# USA Pet Shop



## Ssssnakes (Jan 26, 2013)

I came across some amazing animals whilst in the US a couple of weeks ago so I thought I'd post some pics. I found these in a Los Angeles Store. Enjoy!


Red Tailed Boa


Pink Toe Tarantula


Rhinoceros Monitor


Ball Pythons


Juv. Reticulated Python


Albino Red Tailed Boa


Not sure of this species


Red Tegu





Albino Leopard Gecko


Black Emperor Scorpion (my favourite and was only $15!!!)


----------



## Grogshla (Jan 26, 2013)

wow is all i can say


----------



## nch90 (Jan 26, 2013)

I would love all of these in my house


----------



## Tiliqua (Jan 26, 2013)

Fire bellied toad is your unidentified critter


----------



## Umbral (Jan 26, 2013)

Look pretty cool, thanks for sharing


----------



## Bananapeel (Jan 26, 2013)

I want that crab!

very nice animals!
i want a red tailed boa and a tegu...


----------



## SteveNT (Jan 26, 2013)

The crabs look like the Ozzie Holthusianas.


----------



## Bananapeel (Jan 26, 2013)

I think they're called halloween crabs or something. Very cool.


----------



## Ssssnakes (Jan 26, 2013)

Yeah, I got many more pics and struggled to remember the names of everything! They were all so beautiful! Even had a variety of species of iguanas, milk snakes, corn snakes, different species of toads/frogs, some toads were fully aquatic! I was like a kid in a lolly shop! One of my favorites was the blue monitor - so pretty!

- - - Updated - - -

View attachment 279140
The blue doesn't come up as bright in the pic. He was much prettier in person!


----------



## buffcoat (Jan 26, 2013)

Bananapeel said:


> I think they're called halloween crabs or something. Very cool.

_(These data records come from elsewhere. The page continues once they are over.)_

//! Procedural terrain: land/ocean classification and resource density.
//!
//! Algorithm:
//! 1. Sum four octaves of Perlin noise (weights 0.5, 0.25, 0.125, 0.0625,
//!    normalized by 0.9375) and threshold against `ocean_threshold`
//! 2. For land cells, take the max of three sharpened noise layers to get
//!    sparse rich patches over a low-contrast base
//! 3. Smooth coastlines with a 3-pass cellular automaton over the toroidal
//!    8-neighborhood
//!
//! All lookups wrap: column and row indices are taken modulo the grid size.

use noise::{NoiseFn, Perlin};
use rand::Rng;
use serde::{Deserialize, Serialize};

use crate::constants::terrain::*;
use crate::vector::Vec2;

/// Octave (frequency multiplier, coordinate offset, weight).
const LAND_OCTAVES: [(f64, f64, f64); 4] = [
    (1.0, 0.0, 0.5),
    (2.0, 500.0, 0.25),
    (4.0, 1000.0, 0.125),
    (8.0, 2000.0, 0.0625),
];
const LAND_WEIGHT_SUM: f64 = 0.9375;

/// Resource layer (frequency multiplier, offset, exponent, amplitude).
const RESOURCE_LAYERS: [(f64, f64, f64, f64); 3] = [
    (1.0, 3000.0, 1.5, 1.0),
    (3.0, 5000.0, 2.0, 1.2),
    (5.0, 7000.0, 3.0, 1.5),
];

/// One grid cell.
#[derive(Debug, Clone, Copy, Default, PartialEq, Serialize, Deserialize)]
pub struct TerrainCell {
    pub is_land: bool,
    /// 0.0 (barren) to 1.0 (rich). Always 0 for ocean.
    pub resource_density: f32,
}

impl TerrainCell {
    pub const OCEAN: Self = Self {
        is_land: false,
        resource_density: 0.0,
    };
}

/// Generation parameters.
#[derive(Debug, Clone, PartialEq, Serialize, Deserialize)]
#[serde(default)]
pub struct TerrainParams {
    pub seed: u32,
    pub cell_size: f32,
    pub ocean_threshold: f32,
    pub noise_scale: f64,
    pub resource_noise_scale: f64,
    pub smoothing_iterations: usize,
}

impl Default for TerrainParams {
    fn default() -> Self {
        Self {
            seed: 0,
            cell_size: DEFAULT_CELL_SIZE,
            ocean_threshold: DEFAULT_OCEAN_THRESHOLD,
            noise_scale: NOISE_SCALE,
            resource_noise_scale: RESOURCE_NOISE_SCALE,
            smoothing_iterations: SMOOTHING_ITERATIONS,
        }
    }
}

impl TerrainParams {
    /// Grid dimensions covering a `width` x `height` world (at least 1x1).
    pub fn grid_size(&self, width: f32, height: f32) -> (usize, usize) {
        let cell = self.cell_size.max(f32::EPSILON);
        let cols = (width / cell).floor().max(1.0) as usize;
        let rows = (height / cell).floor().max(1.0) as usize;
        (cols, rows)
    }
}

/// Land/ocean grid with per-cell resource density.
#[derive(Debug, Clone, PartialEq, Serialize, Deserialize)]
pub struct TerrainGrid {
    cols: usize,
    rows: usize,
    cell_size: f32,
    seed: u32,
    /// Row-major: index = row * cols + col.
    cells: Vec<TerrainCell>,
}

/// Generate a grid with the default cell size and noise scales.
pub fn generate(seed: u32, cols: usize, rows: usize, ocean_threshold: f32) -> TerrainGrid {
    let params = TerrainParams {
        seed,
        ocean_threshold,
        ..Default::default()
    };
    TerrainGrid::generate_with(&params, cols, rows)
}

/// Map Perlin output (roughly -1..1) into 0..1.
fn sample(perlin: &Perlin, x: f64, y: f64) -> f64 {
    ((perlin.get([x, y]) + 1.0) * 0.5).clamp(0.0, 1.0)
}

fn land_value(perlin: &Perlin, nx: f64, ny: f64) -> f32 {
    let sum: f64 = LAND_OCTAVES
        .iter()
        .map(|&(freq, offset, weight)| sample(perlin, nx * freq + offset, ny * freq + offset) * weight)
        .sum();
    (sum / LAND_WEIGHT_SUM) as f32
}

fn resource_value(perlin: &Perlin, nx: f64, ny: f64) -> f32 {
    let richest = RESOURCE_LAYERS
        .iter()
        .map(|&(freq, offset, power, amplitude)| {
            sample(perlin, nx * freq + offset, ny * freq + offset).powf(power) * amplitude
        })
        .fold(0.0_f64, f64::max);
    (richest as f32).clamp(0.0, 1.0)
}

impl TerrainGrid {
    /// Generate a `cols` x `rows` grid. Deterministic for identical inputs.
    pub fn generate_with(params: &TerrainParams, cols: usize, rows: usize) -> Self {
        let cols = cols.max(1);
        let rows = rows.max(1);
        let perlin = Perlin::new(params.seed);
        let threshold = params.ocean_threshold;

        let mut cells = Vec::with_capacity(cols * rows);
        for row in 0..rows {
            for col in 0..cols {
                let nx = col as f64 * params.noise_scale;
                let ny = row as f64 * params.noise_scale;
                if land_value(&perlin, nx, ny) < threshold {
                    cells.push(TerrainCell::OCEAN);
                } else {
                    let rx = col as f64 * params.resource_noise_scale;
                    let ry = row as f64 * params.resource_noise_scale;
                    cells.push(TerrainCell {
                        is_land: true,
                        resource_density: resource_value(&perlin, rx, ry),
                    });
                }
            }
        }

        let mut grid = Self {
            cols,
            rows,
            cell_size: params.cell_size.max(f32::EPSILON),
            seed: params.seed,
            cells,
        };
        for _ in 0..params.smoothing_iterations {
            grid.smooth_once();
        }
        grid
    }

    /// Build a grid from explicit cells (row-major). Used by tests and scenarios.
    pub fn from_cells(cols: usize, rows: usize, cell_size: f32, cells: Vec<TerrainCell>) -> Option<Self> {
        if cols == 0 || rows == 0 || cells.len() != cols * rows {
            return None;
        }
        Some(Self {
            cols,
            rows,
            cell_size: cell_size.max(f32::EPSILON),
            seed: 0,
            cells,
        })
    }

    /// All-land grid with uniform density.
    pub fn uniform_land(cols: usize, rows: usize, cell_size: f32, density: f32) -> Self {
        let cols = cols.max(1);
        let rows = rows.max(1);
        Self {
            cols,
            rows,
            cell_size: cell_size.max(f32::EPSILON),
            seed: 0,
            cells: vec![
                TerrainCell {
                    is_land: true,
                    resource_density: density.clamp(0.0, 1.0),
                };
                cols * rows
            ],
        }
    }

    /// One cellular-automaton pass, reading only the previous state.
    fn smooth_once(&mut self) {
        let previous = self.cells.clone();
        for row in 0..self.rows {
            for col in 0..self.cols {
                let mut land = 0usize;
                let mut density_sum = 0.0f32;
                for (ncol, nrow) in self.wrapped_neighbors(col, row) {
                    let neighbor = previous[nrow * self.cols + ncol];
                    if neighbor.is_land {
                        land += 1;
                        density_sum += neighbor.resource_density;
                    }
                }
                let ocean = 8 - land;
                let idx = row * self.cols + col;
                if previous[idx].is_land {
                    if ocean > SMOOTHING_NEIGHBOR_LIMIT {
                        self.cells[idx] = TerrainCell::OCEAN;
                    }
                } else if land > SMOOTHING_NEIGHBOR_LIMIT {
                    self.cells[idx] = TerrainCell {
                        is_land: true,
                        resource_density: density_sum / land as f32,
                    };
                }
            }
        }
    }

    /// The 8 toroidal neighbors of (col, row).
    pub fn wrapped_neighbors(&self, col: usize, row: usize) -> [(usize, usize); 8] {
        let mut out = [(0, 0); 8];
        let mut i = 0;
        for dr in -1i64..=1 {
            for dc in -1i64..=1 {
                if dr == 0 && dc == 0 {
                    continue;
                }
                out[i] = self.wrap(col as i64 + dc, row as i64 + dr);
                i += 1;
            }
        }
        out
    }

    /// Wrap signed grid coordinates into range.
    pub fn wrap(&self, col: i64, row: i64) -> (usize, usize) {
        (
            col.rem_euclid(self.cols as i64) as usize,
            row.rem_euclid(self.rows as i64) as usize,
        )
    }

    /// Grid indices for a continuous world position (floor, then wrap).
    pub fn cell_index(&self, x: f32, y: f32) -> (usize, usize) {
        let col = (x / self.cell_size).floor();
        let row = (y / self.cell_size).floor();
        let col = if col.is_finite() { col as i64 } else { 0 };
        let row = if row.is_finite() { row as i64 } else { 0 };
        self.wrap(col, row)
    }

    pub fn cell(&self, col: usize, row: usize) -> TerrainCell {
        let (col, row) = self.wrap(col as i64, row as i64);
        self.cells[row * self.cols + col]
    }

    /// Cell under a continuous position. O(1).
    pub fn terrain_at(&self, x: f32, y: f32) -> TerrainCell {
        let (col, row) = self.cell_index(x, y);
        self.cells[row * self.cols + col]
    }

    pub fn is_land_at(&self, x: f32, y: f32) -> bool {
        self.terrain_at(x, y).is_land
    }

    /// Resource density under a continuous position. O(1).
    pub fn resource_at(&self, x: f32, y: f32) -> f32 {
        self.terrain_at(x, y).resource_density
    }

    /// World-space center of a cell.
    pub fn cell_center(&self, col: usize, row: usize) -> Vec2 {
        Vec2::new(
            col as f32 * self.cell_size + self.cell_size / 2.0,
            row as f32 * self.cell_size + self.cell_size / 2.0,
        )
    }

    /// Random land cell center, falling back to the world center after
    /// `LAND_SEARCH_ATTEMPTS` misses.
    pub fn find_land_position(&self, rng: &mut impl Rng) -> Vec2 {
        for _ in 0..LAND_SEARCH_ATTEMPTS {
            let col = rng.gen_range(0..self.cols);
            let row = rng.gen_range(0..self.rows);
            if self.cells[row * self.cols + col].is_land {
                return self.cell_center(col, row);
            }
        }
        Vec2::new(self.width() / 2.0, self.height() / 2.0)
    }

    pub fn land_fraction(&self) -> f32 {
        let land = self.cells.iter().filter(|c| c.is_land).count();
        land as f32 / self.cells.len() as f32
    }

    pub fn cols(&self) -> usize {
        self.cols
    }

    pub fn rows(&self) -> usize {
        self.rows
    }

    pub fn cell_size(&self) -> f32 {
        self.cell_size
    }

    pub fn seed(&self) -> u32 {
        self.seed
    }

    pub fn width(&self) -> f32 {
        self.cols as f32 * self.cell_size
    }

    pub fn height(&self) -> f32 {
        self.rows as f32 * self.cell_size
    }

    pub fn cells(&self) -> &[TerrainCell] {
        &self.cells
    }
}

#[cfg(test)]
mod tests {
    use super::*;
    use rand::rngs::StdRng;
    use rand::SeedableRng;

    #[test]
    fn test_generation_is_deterministic() {
        let a = generate(42, 10, 10, 0.45);
        let b = generate(42, 10, 10, 0.45);
        assert_eq!(a, b);
        assert_eq!(a.cells().len(), 100);
    }

    #[test]
    fn test_ocean_has_no_resources() {
        let grid = generate(7, 60, 40, 0.45);
        for cell in grid.cells() {
            assert!((0.0..=1.0).contains(&cell.resource_density));
            if !cell.is_land {
                assert_eq!(cell.resource_density, 0.0);
            }
        }
    }

    #[test]
    fn test_threshold_extremes() {
        // Every normalized value is >= 0, so a zero threshold means all land.
        let land = generate(3, 20, 20, 0.0);
        assert!(land.cells().iter().all(|c| c.is_land));

        // Nothing reaches above 1.0, so everything is ocean.
        let ocean = generate(3, 20, 20, 1.01);
        assert!(ocean.cells().iter().all(|c| !c.is_land));
    }

    #[test]
    fn test_toroidal_wrap() {
        let grid = generate(11, 30, 20, 0.45);
        let w = grid.cols() as f32 * grid.cell_size();
        let h = grid.rows() as f32 * grid.cell_size();
        for &(x, y) in &[(0.0, 0.0), (12.3, 44.4), (149.9, 99.9), (-3.0, -7.5)] {
            assert_eq!(grid.terrain_at(x, y), grid.terrain_at(x + w, y));
            assert_eq!(grid.terrain_at(x, y), grid.terrain_at(x, y + h));
            assert_eq!(grid.resource_at(x, y), grid.resource_at(x - w, y));
        }
    }

    #[test]
    fn test_cell_index_floor_and_wrap() {
        let grid = TerrainGrid::uniform_land(10, 5, 5.0, 0.5);
        assert_eq!(grid.cell_index(0.0, 0.0), (0, 0));
        assert_eq!(grid.cell_index(4.99, 4.99), (0, 0));
        assert_eq!(grid.cell_index(5.0, 0.0), (1, 0));
        assert_eq!(grid.cell_index(-0.1, -0.1), (9, 4));
        assert_eq!(grid.cell_index(50.0, 25.0), (0, 0));
    }

    #[test]
    fn test_smoothing_fills_lake() {
        // 5x5 land with a single ocean cell in the middle: all 8 neighbors
        // are land, so the hole is filled with their mean density.
        let mut cells = vec![
            TerrainCell {
                is_land: true,
                resource_density: 0.6,
            };
            25
        ];
        cells[12] = TerrainCell::OCEAN;
        let mut grid = TerrainGrid::from_cells(5, 5, 1.0, cells).unwrap();
        grid.smooth_once();
        let filled = grid.cell(2, 2);
        assert!(filled.is_land);
        assert!((filled.resource_density - 0.6).abs() < 1e-6);
    }

    #[test]
    fn test_smoothing_fill_averages_land_neighbors_only() {
        // Six land neighbors flip the center; the two ocean neighbors must
        // not drag the mean down.
        let mut cells = vec![TerrainCell::OCEAN; 25];
        for (i, idx) in [6, 7, 8, 11, 13, 16].into_iter().enumerate() {
            cells[idx] = TerrainCell {
                is_land: true,
                resource_density: 0.1 * (i + 1) as f32,
            };
        }
        let mut grid = TerrainGrid::from_cells(5, 5, 1.0, cells).unwrap();
        grid.smooth_once();
        let filled = grid.cell(2, 2);
        assert!(filled.is_land);
        assert!((filled.resource_density - 0.35).abs() < 1e-5);

        // Five land neighbors are not enough.
        let mut cells = vec![TerrainCell::OCEAN; 25];
        for idx in [6, 7, 8, 11, 13] {
            cells[idx] = TerrainCell {
                is_land: true,
                resource_density: 0.9,
            };
        }
        let mut grid = TerrainGrid::from_cells(5, 5, 1.0, cells).unwrap();
        grid.smooth_once();
        assert_eq!(grid.cell(2, 2), TerrainCell::OCEAN);
    }

    #[test]
    fn test_smoothing_drowns_islet() {
        let mut cells = vec![TerrainCell::OCEAN; 25];
        cells[12] = TerrainCell {
            is_land: true,
            resource_density: 0.9,
        };
        let mut grid = TerrainGrid::from_cells(5, 5, 1.0, cells).unwrap();
        grid.smooth_once();
        assert_eq!(grid.cell(2, 2), TerrainCell::OCEAN);
    }

    #[test]
    fn test_neighbors_wrap_at_corner() {
        let grid = TerrainGrid::uniform_land(4, 3, 1.0, 0.0);
        let n = grid.wrapped_neighbors(0, 0);
        assert!(n.contains(&(3, 2)));
        assert!(n.contains(&(1, 1)));
        assert!(!n.contains(&(0, 0)));
    }

    #[test]
    fn test_find_land_position_fallback() {
        let grid = TerrainGrid::from_cells(4, 4, 10.0, vec![TerrainCell::OCEAN; 16]).unwrap();
        let mut rng = StdRng::seed_from_u64(1);
        assert_eq!(grid.find_land_position(&mut rng), Vec2::new(20.0, 20.0));

        let land = TerrainGrid::uniform_land(4, 4, 10.0, 0.5);
        let pos = land.find_land_position(&mut rng);
        assert!(land.is_land_at(pos.x, pos.y));
    }

    #[test]
    fn test_grid_size() {
        let params = TerrainParams::default();
        assert_eq!(params.grid_size(500.0, 500.0), (100, 100));
        assert_eq!(params.grid_size(1.0, 1.0), (1, 1));
    }
}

They are. And they aren't very friendly at all.

Sent from my SAMSUNG-SGH-I747 using Tapatalk 2


----------



## Bananapeel (Jan 26, 2013)

Oki doki. Haha oh well that's understandable. Can't have everything sometimes. Good looks and nice temperament can't always have it all. Unless your me of course. :lol:


----------



## Adsell (Jan 27, 2013)

Looks like you had fun Sylvia. I dont think i should go over there as i will be too tempted to bring stuff back lol.
Ads


----------



## imported_Varanus (Jan 27, 2013)

"Rhino Monitor" is an Iguana and "Ball Pythons" Boa Constrictors. Any idea if they're still all wild caught (shipped) or are most from captive collections?


----------



## tyson001 (Jan 27, 2013)

the juvie retics are balls


----------



## Ssssnakes (Jan 27, 2013)

Adsell said:


> Looks like you had fun Sylvia. I dont think i should go over there as i will be too tempted to bring stuff back lol.
> Ads



Yeah, had a blast Adam, pitty we can't keep any exotics here, some of them were just beautiful! They even had some Australian species for sale!


----------



## Burnerism (Jan 27, 2013)

Nice pics, I'd love an emperor scorpion too!!


----------



## BIGBANG (Jan 28, 2013)

Ssssnakes said:


> Yeah, had a blast Adam, pitty we can't keep any exotics here, some of them were just beautiful! They even had some Australian species for sale!



with all the escapes and lost threads on this forum alone i for one am glad it is not legal to keep them, i know there are a heap here but buy them not being legal it keeps them out of alot of collections. It is amazing some of the animals that they keep over there, i love hunting feral pest animals, i would hate to have to add feral pest snake hunting to the list


----------



## Marzzy (Jan 28, 2013)

That was good to look through cheers for taking the pics and uploading them, Hopefully one day ill get to go to the US...


----------